John that is a great picture for sure. An I had something very similar in mind but wasn’t quite sure how to pull it off. Now I do. Many of the winches have twin cylinders and quartered drive wheels on either side of a shaft that the drive gear that in turn turns the big gear and drum. Using your picture above I can run the cylinders down the side like this one and put the shaft with the small sprocket under the smoke box and then the big gear and drum in front of it. Very cool.
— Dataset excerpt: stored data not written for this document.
use anyhow::{Context, Result};
use engine::MatchReport;

use std::fs::File;
use std::io::Write;
use std::path::Path;

pub const CSV_HEADER: [&str; 3] = ["job_title", "match_percentage", "missing_skills"];

/// Writes one row per result under a fixed header. Missing skills are joined
/// with commas inside a single quoted field.
pub fn write_csv<W: Write>(report: &MatchReport, precision: u32, out: W) -> Result<()> {
    let mut wtr = csv::Writer::from_writer(out);
    wtr.write_record(CSV_HEADER)?;
    let precision = precision as usize;
    for r in &report.results {
        let pct = format!("{:.*}", precision, r.percentage);
        wtr.write_record([r.job_id.as_str(), pct.as_str(), r.missing_skills.join(",").as_str()])?;
    }
    wtr.flush()?;
    Ok(())
}

pub fn write_csv_file<P: AsRef<Path>>(report: &MatchReport, precision: u32, path: P) -> Result<()> {
    let path = path.as_ref();
    let f = File::create(path).with_context(|| format!("failed to create {}", path.display()))?;
    write_csv(report, precision, f)?;
    tracing::info!(path = %path.display(), rows = report.len(), "wrote csv export");
    Ok(())
}
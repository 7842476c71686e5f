use anyhow::Result;
use clap::{Args, Parser, Subcommand, ValueEnum};
use engine::{analyze, AnalyzeOptions, CorpusIndex, RawQueryText, Selection};
use matcher::export::write_csv_file;
use matcher::loader::load_catalog;
use matcher::render::{render_index, render_report};
use matcher::settings::{debug_from_env, EngineArgs};
use matcher::{parse_skills, read_resume};
use tracing_subscriber::{fmt, EnvFilter};

#[derive(Parser)]
#[command(name = "matcher")]
#[command(about = "Rank job roles against a candidate's skills", long_about = None)]
struct Cli {
    #[command(subcommand)]
    command: Commands,
}

#[derive(Subcommand)]
enum Commands {
    /// Score a skill list or resume against the job catalog
    Analyze {
        /// Catalog path (csv/json/jsonl file or directory)
        #[arg(long)]
        catalog: String,
        #[command(flatten)]
        query: QueryArgs,
        /// Keep only the best N roles
        #[arg(long, allow_negative_numbers = true, conflicts_with = "min_percent")]
        top: Option<i64>,
        /// Keep roles matching at least this percentage
        #[arg(long)]
        min_percent: Option<f64>,
        /// With --top, also keep roles tied with the last one
        #[arg(long, default_value_t = false)]
        keep_ties: bool,
        /// Hide 0% matches
        #[arg(long, default_value_t = false)]
        hide_zero: bool,
        #[arg(long, value_enum, default_value_t = Format::Text)]
        format: Format,
        /// Also write the ranked results to this CSV file
        #[arg(long)]
        csv: Option<String>,
        /// Include tokens, vectors and the idf table in the output
        #[arg(long, default_value_t = false)]
        debug: bool,
        #[command(flatten)]
        tuning: EngineArgs,
    },
    /// Print the vocabulary and idf table fitted from a catalog
    Inspect {
        #[arg(long)]
        catalog: String,
        #[command(flatten)]
        tuning: EngineArgs,
    },
}

#[derive(Args)]
#[group(required = true, multiple = false)]
struct QueryArgs {
    /// Comma separated skills, e.g. "python, sql, excel"
    #[arg(long)]
    skills: Option<String>,
    /// Plain-text resume file
    #[arg(long)]
    resume: Option<String>,
}

impl QueryArgs {
    fn into_query(self) -> Result<RawQueryText> {
        match (self.skills, self.resume) {
            (Some(skills), _) => Ok(parse_skills(&skills)),
            (None, Some(path)) => read_resume(path),
            (None, None) => Ok(RawQueryText::default()),
        }
    }
}

#[derive(Clone, Copy, ValueEnum)]
enum Format {
    Text,
    Json,
}

fn main() -> Result<()> {
    fmt().with_env_filter(EnvFilter::from_default_env()).with_writer(std::io::stderr).init();
    let cli = Cli::parse();

    match cli.command {
        Commands::Analyze { catalog, query, top, min_percent, keep_ties, hide_zero, format, csv, debug, tuning } => {
            let config = tuning.resolve()?;
            let precision = config.percent_precision;
            let docs = load_catalog(&catalog)?;
            let index = CorpusIndex::build(&docs, config)?;

            let selection = match (top, min_percent) {
                (Some(k), _) => Selection::TopK(k),
                (None, Some(p)) => Selection::MinPercent(p),
                (None, None) => Selection::All,
            };
            let opts = AnalyzeOptions { selection, keep_ties, hide_zero, debug: debug || debug_from_env() };
            let report = analyze(&index, &query.into_query()?, &opts)?;

            match format {
                Format::Text => print!("{}", render_report(&report, precision)),
                Format::Json => println!("{}", serde_json::to_string_pretty(&report)?),
            }
            if let Some(path) = csv {
                write_csv_file(&report, precision, path)?;
            }
            Ok(())
        }
        Commands::Inspect { catalog, tuning } => {
            let docs = load_catalog(&catalog)?;
            let index = CorpusIndex::build(&docs, tuning.resolve()?)?;
            print!("{}", render_index(&index));
            Ok(())
        }
    }
}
I also noticed on this one that it is capstan type where the rope is only wrapped around the drum for “traction” and the rope would be feed onto the ground or where ever, not wound onto a drum. While others have the cable or rope wound onto the drum. Some even do both. I am doing the drum style where the cable is spooled onto a drum. But same concept and would work great on the above set up.

Devon,

Nicely detailed dynamo!

OK so John’s picture inspired me to work on the front of the loco. So added the front frame rails and a pilot beam. I started to fab up the winch. I am using gears out of an old VCR/DVD combo that quite working. The spool is from some fly tying thread that ran out years ago but kept the spool for some reason . . .now I know why. I also chopped of the headlight. I fabbed up a stack from the swap meet box of junk. Its a New Bright stack that I cut the pipe off and added another that matches the diameter of the old base. Not sure if I will use it but it is there now more for looks. I am going to order one from Bachmann that I like and see how it looks. I threw the dynamo on there to for perspective and I am glad I did. One very glaring thing that I do not like at all is the position of the stack. With the cab so far forward the stack looks way to close and to much smoke box is sticking out front. I am going to carve off the old stack base and make a new one and then flip flop the dynamo and the stack.

Looks great so far!

What are you using to cut up the plastic ?

That tender was cut so clean.

Devon,

With the steam dome inside the cab, how are you going to address the pop off valve(s) and whistle? (http://largescalecentral.com/externals/tinymce/plugins/emoticons/img/smiley-undecided.gif)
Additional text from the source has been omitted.